All base images are pinned to SHA256 digests.
The build pipeline (.github/workflows/ci-server.yaml) does:
- Build the app image from
Dockerfile.enclave - Sign it with cosign using GitHub Actions OIDC (keyless)
- Run
enclaver buildto produce the enclave image with PCR measurements - Attach PCR0/PCR1/PCR2 as cosign annotations on the image
- Upload
measurements.jsontos3://provenance.eternis.ai - Trigger deployment via gitops
PCR measurements are the cryptographic fingerprint of the enclave contents. Users can verify them against the attestation document returned by GET /-/attestation. See attestation.md for the full verification walkthrough.
| File | Purpose |
|---|---|
deploy/enclaver.yaml |
Enclave config: ingress ports, egress allowlist, env vars, mounted files |
deploy/envoy.yaml |
Envoy proxy: TLS termination, transparent egress, attestation integration |
deploy/procfusion.toml |
Process supervisor: which processes run and their commands |
deploy/server.sh |
Startup script: waits for Envoy, sets up routing, launches Go server |
deploy/hosts |
Static DNS: hardcoded IPs for databases and internal services |
cmd/server/Dockerfile.enclave |
Multi-stage Docker build assembling all enclave components |
.github/workflows/ci-server.yaml |
CI pipeline: build, sign, measure, deploy |
docs/attestation.md |
User-facing verification instructions |
Connection refused / timeout to external service: The domain is probably not in the egress allowlist. Add it to deploy/enclaver.yaml egress.allow and redeploy.

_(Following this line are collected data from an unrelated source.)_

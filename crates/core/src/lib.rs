//! WAMP client sessions.
//!
//! This crate implements the client side of a WAMP session: joining a realm
//! (including challenge/response authentication), calling and registering
//! procedures, and publishing and subscribing to topics.
//!
//! # Example
//!
//! ```ignore
//! use std::sync::Arc;
//!
//! use serde_json::json;
//! use wamp::{Dict, Session, SessionConfig, Yield};
//! use wamp_runtime::WebSocketTransport;
//!
//! let transport = Arc::new(WebSocketTransport::new("ws://127.0.0.1:8080/ws"));
//! let session = Session::new(SessionConfig::new("realm1"), transport);
//! tokio::spawn({
//!     let session = session.clone();
//!     async move { session.run().await }
//! });
//! session.connect(false)?;
//!
//! // once established:
//! let sum = session
//!     .call("org.test.add", Dict::new(), vec![json!(1), json!(1)], Dict::new())
//!     .await?;
//!
//! let registration = session
//!     .register("org.test.echo", Dict::new(), |invocation| Ok(Yield::with_args(invocation.args)))
//!     .await?;
//! ```
//!
//! Wire types live in [`wamp_protocol`], transports in [`wamp_runtime`].

mod anomaly;
mod config;
mod delegate;
mod error;
mod handle;
mod pending;
mod registration;
mod registry;
mod session;
mod subscription;
mod types;

pub use anomaly::Anomaly;
pub use config::{DEFAULT_AGENT, SessionConfig};
pub use delegate::SessionDelegate;
pub use error::{Error, HandleKind, RemoteError, Result};
pub use registration::{InvocationHandler, Registration};
pub use session::{Session, SessionStatus};
pub use subscription::{EventHandler, Subscription};
pub use types::{CallResult, Event, Invocation, InvocationError, Yield};
pub use wamp_protocol::{Dict, Id, List, Role, Value};
//! Mutable session state guarded by the session lock.

use std::fmt;
use std::sync::Arc;

use wamp_protocol::{Dict, Id, MAX_ID, Message, Role, Serializer, Value};
use wamp_runtime::TransportError;

use crate::error::{Error, Result};
use crate::pending::{
	PendingCall, PendingPublish, PendingRegister, PendingSubscribe, PendingTable, PendingUnregister, PendingUnsubscribe,
};
use crate::registration::Registration;
use crate::registry::HandleRegistry;
use crate::subscription::Subscription;

/// Lifecycle of a session.
///
/// `Idle → Connecting → Established → Closing → Closed`, and back to
/// `Connecting` on reconnect.
#[derive(Debug, Clone, Copy, PartialEq, Eq)]
pub enum SessionStatus {
	Idle,
	Connecting,
	Established,
	Closing,
	Closed,
}

impl SessionStatus {
	pub fn as_str(self) -> &'static str {
		match self {
			Self::Idle => "idle",
			Self::Connecting => "connecting",
			Self::Established => "established",
			Self::Closing => "closing",
			Self::Closed => "closed",
		}
	}

	/// Whether replies to our requests can still arrive.
	pub(crate) fn accepts_replies(self) -> bool {
		matches!(self, Self::Established | Self::Closing)
	}
}

impl fmt::Display for SessionStatus {
	fn fmt(&self, f: &mut fmt::Formatter<'_>) -> fmt::Result {
		f.write_str(self.as_str())
	}
}

pub(crate) struct SessionState {
	pub status: SessionStatus,
	pub session_id: Option<Id>,
	pub serializer: Option<Arc<dyn Serializer>>,
	pub router_roles: Vec<Role>,
	pub auto_reconnect: bool,
	/// Set when this side ended the session (disconnect, local abort) or the
	/// router aborted it; suppresses auto-reconnect.
	pub local_close: bool,
	last_request: Id,

	pub calls: PendingTable<PendingCall>,
	pub subscribes: PendingTable<PendingSubscribe>,
	pub unsubscribes: PendingTable<PendingUnsubscribe>,
	pub publishes: PendingTable<PendingPublish>,
	pub registers: PendingTable<PendingRegister>,
	pub unregisters: PendingTable<PendingUnregister>,

	pub subscriptions: HandleRegistry<Subscription>,
	pub registrations: HandleRegistry<Registration>,
}

impl SessionState {
	pub fn new() -> Self {
		Self {
			status: SessionStatus::Idle,
			session_id: None,
			serializer: None,
			router_roles: Vec::new(),
			auto_reconnect: false,
			local_close: false,
			last_request: 0,
			calls: PendingTable::new("call"),
			subscribes: PendingTable::new("subscribe"),
			unsubscribes: PendingTable::new("unsubscribe"),
			publishes: PendingTable::new("publish"),
			registers: PendingTable::new("register"),
			unregisters: PendingTable::new("unregister"),
			subscriptions: HandleRegistry::new(),
			registrations: HandleRegistry::new(),
		}
	}

	pub fn ensure_established(&self) -> Result<()> {
		match self.status {
			SessionStatus::Established => Ok(()),
			status => Err(Error::NotEstablished(status)),
		}
	}

	/// Next request id. Ids start at 1, wrap after 2^53 and never collide
	/// with a request that is still outstanding.
	pub fn next_request_id(&mut self) -> Id {
		loop {
			self.last_request = if self.last_request >= MAX_ID { 1 } else { self.last_request + 1 };
			if !self.is_outstanding(self.last_request) {
				return self.last_request;
			}
		}
	}

	pub fn is_outstanding(&self, id: Id) -> bool {
		self.calls.contains(id)
			|| self.subscribes.contains(id)
			|| self.unsubscribes.contains(id)
			|| self.publishes.contains(id)
			|| self.registers.contains(id)
			|| self.unregisters.contains(id)
	}

	pub fn outstanding(&self) -> usize {
		self.calls.len()
			+ self.subscribes.len()
			+ self.unsubscribes.len()
			+ self.publishes.len()
			+ self.registers.len()
			+ self.unregisters.len()
	}

	pub fn encode(&self, message: &Message) -> Result<Vec<u8>> {
		let serializer = self.serializer.as_ref().ok_or(TransportError::NotConnected)?;
		Ok(serializer.pack(&message.to_array())?)
	}

	/// Clears per-connection state after the transport went away: fails every
	/// outstanding request and deactivates every handle. Returns how many
	/// requests were failed.
	pub fn teardown(&mut self, reason: &str) -> usize {
		self.status = SessionStatus::Closed;
		self.session_id = None;
		self.serializer = None;
		self.router_roles.clear();

		let closed = || Error::SessionClosed(reason.to_string());
		let failed = self.calls.reject_all(closed)
			+ self.subscribes.reject_all(closed)
			+ self.unsubscribes.reject_all(closed)
			+ self.publishes.reject_all(closed)
			+ self.registers.reject_all(closed)
			+ self.unregisters.reject_all(closed);

		for subscription in self.subscriptions.drain() {
			subscription.invalidate();
		}
		for registration in self.registrations.drain() {
			registration.invalidate();
		}
		failed
	}
}

/// Roles the router announced in WELCOME details; unknown names are skipped.
pub(crate) fn router_roles(details: &Dict) -> Vec<Role> {
	details
		.get("roles")
		.and_then(Value::as_object)
		.map(|roles| roles.keys().filter_map(|name| name.parse().ok()).collect())
		.unwrap_or_default()
}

DNS resolution failure: Check deploy/hosts for hardcoded entries. External DNS is blocked inside the enclave — all resolution goes through dnsmasq with localhost fallback.

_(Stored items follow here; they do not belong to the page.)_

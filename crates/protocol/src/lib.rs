//! Wire types for the WAMP protocol.
//!
//! This crate contains the message taxonomy exchanged between a WAMP peer and
//! its router, the codec that maps each message to and from the positional
//! array the serializer works with, and the serializer contract itself.
//!
//! # Design Philosophy
//!
//! Types in this crate are:
//! * Pure data: No behavior beyond encoding/decoding
//! * 1:1 with protocol: Discriminants and field order match the WAMP basic
//!   profile (plus challenge/authenticate from the advanced profile)
//! * Checked: Decoding a payload from a peer never panics
//!
//! Session semantics are built on top of these types in `wamp-rs`.

pub mod codec;
pub mod kind;
pub mod message;
pub mod role;
pub mod serializer;
pub mod uri;
pub mod value;

pub use codec::{DecodeError, decode};
pub use kind::MessageKind;
pub use message::Message;
pub use role::Role;
pub use serializer::{JsonSerializer, Serializer, SerializerError};
pub use value::{Dict, Id, List, MAX_ID, Value};
//! Live subscriptions and registrations, keyed by router-assigned id.

use std::collections::HashMap;

use wamp_protocol::Id;

pub(crate) struct HandleRegistry<H> {
	handles: HashMap<Id, H>,
}

impl<H> HandleRegistry<H> {
	pub fn new() -> Self {
		Self { handles: HashMap::new() }
	}

	/// Adds `handle`, returning whatever was registered under `id` before.
	pub fn register(&mut self, id: Id, handle: H) -> Option<H> {
		self.handles.insert(id, handle)
	}

	pub fn lookup(&self, id: Id) -> Option<&H> {
		self.handles.get(&id)
	}

	pub fn remove(&mut self, id: Id) -> Option<H> {
		self.handles.remove(&id)
	}

	pub fn contains(&self, id: Id) -> bool {
		self.handles.contains_key(&id)
	}

	pub fn len(&self) -> usize {
		self.handles.len()
	}

	pub fn drain(&mut self) -> impl Iterator<Item = H> + '_ {
		self.handles.drain().map(|(_, handle)| handle)
	}
}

Database connection failure after IP change: Supabase and NATS IPs are hardcoded in deploy/hosts. If the provider rotates IPs, update the hosts file and redeploy.
TLS handshake failure to internal service: Some services use a custom CA (/etc/ssl/certs/eternis/llm-ca.pem). Check the Envoy cluster config for the target service in deploy/envoy.yaml.

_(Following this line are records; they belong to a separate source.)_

mod common;

use std::time::Duration;

use common::{Harness, Notice, dict, request_id};
use serde_json::json;
use tokio::sync::mpsc;
use wamp::{Anomaly, Dict, Error, Event, HandleKind, Subscription};
use wamp_protocol::{Message, MessageKind};

const TOPIC: &str = "com.myapp.topic1";

async fn next_event(events: &mut mpsc::UnboundedReceiver<Event>) -> Event {
	tokio::time::timeout(Duration::from_secs(5), events.recv())
		.await
		.expect("event should be delivered")
		.expect("handler channel open")
}

/// Subscribes to [`TOPIC`] and confirms with `subscription_id`.
async fn subscribe(h: &Harness, subscription_id: u64) -> (Subscription, mpsc::UnboundedReceiver<Event>) {
	let (tx, rx) = mpsc::unbounded_channel();
	let pending = tokio::spawn({
		let session = h.session.clone();
		async move {
			session
				.subscribe(TOPIC, Dict::new(), move |event| {
					let _ = tx.send(event);
				})
				.await
		}
	});

	let sent = h.sent().await;
	let request = request_id(&sent);
	assert_eq!(
		sent,
		Message::Subscribe {
			request,
			options: Dict::new(),
			topic: TOPIC.to_string(),
		}
	);
	h.router.inject(&Message::Subscribed {
		request,
		subscription: subscription_id,
	});

	let subscription = pending.await.expect("subscribe task").expect("subscribe should succeed");
	(subscription, rx)
}

fn event(subscription: u64, publication: u64, details: Dict) -> Message {
	Message::Event {
		subscription,
		publication,
		details,
		args: vec![json!("hello")],
		kwargs: Dict::new(),
	}
}

#[tokio::test]
async fn subscribed_handle_receives_events() {
	let mut h = Harness::new();
	h.establish().await;

	let (subscription, mut events) = subscribe(&h, 77).await;
	assert_eq!(subscription.id(), 77);
	assert_eq!(subscription.topic(), TOPIC);
	assert!(subscription.is_active());

	h.router.inject(&event(77, 1001, dict(json!({"publisher": 5}))));
	let received = next_event(&mut events).await;
	assert_eq!(received.subscription, 77);
	assert_eq!(received.publication, 1001);
	assert_eq!(received.topic, TOPIC);
	assert_eq!(received.args, vec![json!("hello")]);
	assert_eq!(received.details.get("topic"), Some(&json!(TOPIC)));
	assert_eq!(received.details.get("publisher"), Some(&json!(5)));
}

#[tokio::test]
async fn empty_event_details_stay_empty() {
	let mut h = Harness::new();
	h.establish().await;
	let (_subscription, mut events) = subscribe(&h, 12).await;

	h.router.inject(&event(12, 1, Dict::new()));
	assert!(next_event(&mut events).await.details.is_empty());
}

#[tokio::test]
async fn rebind_routes_later_events_to_the_new_handler() {
	let mut h = Harness::new();
	h.establish().await;
	let (subscription, mut first) = subscribe(&h, 21).await;

	let (tx, mut second) = mpsc::unbounded_channel();
	subscription.rebind(move |event| {
		let _ = tx.send(event);
	});

	h.router.inject(&event(21, 2, Dict::new()));
	assert_eq!(next_event(&mut second).await.publication, 2);
	assert!(first.try_recv().is_err());
}

#[tokio::test]
async fn cancel_unsubscribes_and_deactivates_the_handle() {
	let mut h = Harness::new();
	h.establish().await;
	let (subscription, _events) = subscribe(&h, 33).await;

	let cancel = tokio::spawn({
		let subscription = subscription.clone();
		async move { subscription.cancel().await }
	});
	let sent = h.sent().await;
	let request = request_id(&sent);
	assert_eq!(sent, Message::Unsubscribe { request, subscription: 33 });

	h.router.inject(&Message::Unsubscribed { request });
	cancel.await.expect("cancel task").expect("cancel should succeed");
	assert!(!subscription.is_active());

	h.router.inject(&event(33, 3, Dict::new()));
	assert_eq!(h.notice().await, Notice::Anomaly(Anomaly::UnknownSubscription(33)));

	assert!(matches!(
		subscription.cancel().await,
		Err(Error::HandleInactive {
			kind: HandleKind::Subscription,
			id: 33
		})
	));
	assert_eq!(h.router.try_next_sent(), None);
}

#[tokio::test]
async fn concurrent_cancels_succeed_once() {
	let mut h = Harness::new();
	h.establish().await;
	let (subscription, _events) = subscribe(&h, 34).await;

	let first = tokio::spawn({
		let subscription = subscription.clone();
		async move { subscription.cancel().await }
	});
	let first_request = request_id(&h.sent().await);
	let second = tokio::spawn({
		let subscription = subscription.clone();
		async move { subscription.cancel().await }
	});
	let second_request = request_id(&h.sent().await);

	h.router.inject(&Message::Unsubscribed { request: first_request });
	h.router.inject(&Message::Unsubscribed { request: second_request });

	assert!(first.await.expect("first cancel").is_ok());
	assert!(matches!(
		second.await.expect("second cancel"),
		Err(Error::HandleInactive {
			kind: HandleKind::Subscription,
			id: 34
		})
	));
	assert_eq!(
		h.notice().await,
		Notice::Anomaly(Anomaly::HandleGone {
			kind: HandleKind::Subscription,
			id: 34
		})
	);
}

#[tokio::test]
async fn abandoned_subscribe_is_released() {
	let mut h = Harness::new();
	h.establish().await;

	let (tx, mut events) = mpsc::unbounded_channel();
	let pending = tokio::spawn({
		let session = h.session.clone();
		async move {
			session
				.subscribe(TOPIC, Dict::new(), move |event| {
					let _ = tx.send(event);
				})
				.await
		}
	});
	let request = request_id(&h.sent().await);
	pending.abort();
	assert!(pending.await.expect_err("subscribe task was aborted").is_cancelled());

	h.router.inject(&Message::Subscribed {
		request,
		subscription: 5,
	});
	let sent = h.sent().await;
	let unsubscribe = request_id(&sent);
	assert_eq!(
		sent,
		Message::Unsubscribe {
			request: unsubscribe,
			subscription: 5
		}
	);

	h.router.inject(&event(5, 1, Dict::new()));
	assert_eq!(h.notice().await, Notice::Anomaly(Anomaly::UnknownSubscription(5)));
	assert!(events.try_recv().is_err());

	// The router's confirmation is expected and not reported.
	h.router.inject(&Message::Unsubscribed { request: unsubscribe });
	h.router.inject(&event(6, 2, Dict::new()));
	assert_eq!(h.notice().await, Notice::Anomaly(Anomaly::UnknownSubscription(6)));
	assert!(format!("{:?}", h.session).contains("subscriptions: 0"));
}

#[tokio::test]
async fn event_for_unknown_subscription_is_an_anomaly() {
	let mut h = Harness::new();
	h.establish().await;

	h.router.inject(&event(404, 1, Dict::new()));

	assert_eq!(h.notice().await, Notice::Anomaly(Anomaly::UnknownSubscription(404)));
	assert!(h.session.is_connected());
}

#[tokio::test]
async fn subscribe_error_is_returned() {
	let mut h = Harness::new();
	h.establish().await;

	let pending = tokio::spawn({
		let session = h.session.clone();
		async move { session.subscribe("bad..topic", Dict::new(), |_| {}).await }
	});
	let request = request_id(&h.sent().await);
	h.router.inject(&Message::Error {
		request_type: MessageKind::Subscribe.code(),
		request,
		details: Dict::new(),
		error: "wamp.error.invalid_uri".to_string(),
		args: vec![],
		kwargs: Dict::new(),
	});

	let err = pending.await.expect("subscribe task").unwrap_err();
	assert_eq!(err.remote().map(|r| r.error.as_str()), Some("wamp.error.invalid_uri"));
}

#[tokio::test]
async fn lost_transport_deactivates_subscriptions() {
	let mut h = Harness::new();
	h.establish().await;
	let (subscription, _events) = subscribe(&h, 55).await;

	h.router.drop_connection("gone");
	assert!(matches!(h.notice().await, Notice::Ended(_)));
	assert!(!subscription.is_active());
	assert!(matches!(subscription.cancel().await, Err(Error::HandleInactive { .. })));
}

#[tokio::test]
async fn publish_is_fire_and_forget() {
	let mut h = Harness::new();
	h.establish().await;

	h.session
		.publish(TOPIC, Dict::new(), vec![json!("hello")], dict(json!({"n": 1})))
		.expect("publish");

	match h.sent().await {
		Message::Publish {
			options,
			topic,
			args,
			kwargs,
			..
		} => {
			assert!(options.is_empty());
			assert_eq!(topic, TOPIC);
			assert_eq!(args, vec![json!("hello")]);
			assert_eq!(kwargs.get("n"), Some(&json!(1)));
		}
		other => panic!("expected PUBLISH, got {other:?}"),
	}
}

#[tokio::test]
async fn acknowledged_publish_waits_for_published() {
	let mut h = Harness::new();
	h.establish().await;

	let publish = tokio::spawn({
		let session = h.session.clone();
		async move { session.publish_acknowledged(TOPIC, Dict::new(), vec![], Dict::new()).await }
	});
	let sent = h.sent().await;
	let request = request_id(&sent);
	match &sent {
		Message::Publish { options, .. } => assert_eq!(options.get("acknowledge"), Some(&json!(true))),
		other => panic!("expected PUBLISH, got {other:?}"),
	}

	h.router.inject(&Message::Published {
		request,
		publication: 5000,
	});
	publish.await.expect("publish task").expect("publish should be acknowledged");
}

Environment variable reads as empty: The enclave strips all env vars not explicitly allowlisted in deploy/enclaver.yaml under the env: section. If you add a new env var to the Go code and it silently reads as empty at runtime, add it to the allowlist and redeploy. This is easy to miss because the var will exist in your deployment config (e.g., Kubernetes secrets) but never reach the process inside the enclave.
Server not starting: The Go server waits for Envoy (port 9101) before launching. If Envoy fails to start, the server will wait indefinitely. Check Envoy logs for config errors.